What is required:
Write out every line below that includes the word "item".
___ Exercise material ___
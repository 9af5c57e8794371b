//! # Story ingestion and notification pipeline
//!
//! Periodically pulls the newest stories from the source, normalizes and
//! deduplicates them into SQLite, and tells live connections that fresh data
//! exists. Reads are served through a TTL page cache.
//!
//! ## Flow
//!
//! ```text
//! scheduler tick ─► hn_client (ids, then one item at a time)
//!                     ─► normalizer ─► db (INSERT OR IGNORE)
//!                                        ─► notifier.broadcast(update)
//!
//! GET /stories ─► auth ─► cache ─miss─► db.read_page ─► cache.set
//! WS connect   ─► notifier.register ─► initial { count_since(5 min) }
//! ```
//!
//! ## Guarantees
//!
//! - At most one ingestion cycle runs at a time; overlapping triggers are
//!   skipped and counted
//! - A failing item never aborts its cycle
//! - A cached page may lag storage by up to one cache TTL
//!
//! ## Module Organization
//!
//! - `types` - Story records, page requests, live events
//! - `error` - Error enums per failure domain
//! - `config` - Environment configuration
//! - `hn_client` - Story source trait and HTTP client
//! - `normalizer` - Validation and defaulting
//! - `db` - Storage trait and SQLite implementation
//! - `cache` - TTL page cache
//! - `ingestion` - One fetch/normalize/upsert cycle
//! - `scheduler` - Periodic trigger with overlap guard
//! - `notifier` - Live connection registry and fan-out
//! - `auth` - Bearer token issue/verify
//! - `context` - Shared state owner

pub mod types;
pub mod error;
pub mod config;
pub mod hn_client;
pub mod normalizer;
pub mod db;
pub mod cache;
pub mod ingestion;
pub mod scheduler;
pub mod notifier;
pub mod auth;
pub mod context;

// Re-export commonly used types
pub use types::{LiveEvent, NewStory, PageRequest, RawStory, Story, UpsertOutcome};
pub use error::{AuthRejection, ConfigError, FetchError, StorageError};
pub use config::PipelineConfig;
pub use hn_client::{HackerNewsClient, StorySource};
pub use db::{SqliteStoryStore, StoryStore};
pub use cache::PageCache;
pub use ingestion::{run_ingestion_cycle, CycleReport};
pub use scheduler::{IngestionScheduler, SchedulerStats, TriggerOutcome};
pub use notifier::Notifier;
pub use auth::{Claims, TokenAuthority};
pub use context::{AppContext, PageOrigin};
___
Output of the task:
//! scheduler tick ─► hn_client (ids, then one item at a time)
//! - A failing item never aborts its cycle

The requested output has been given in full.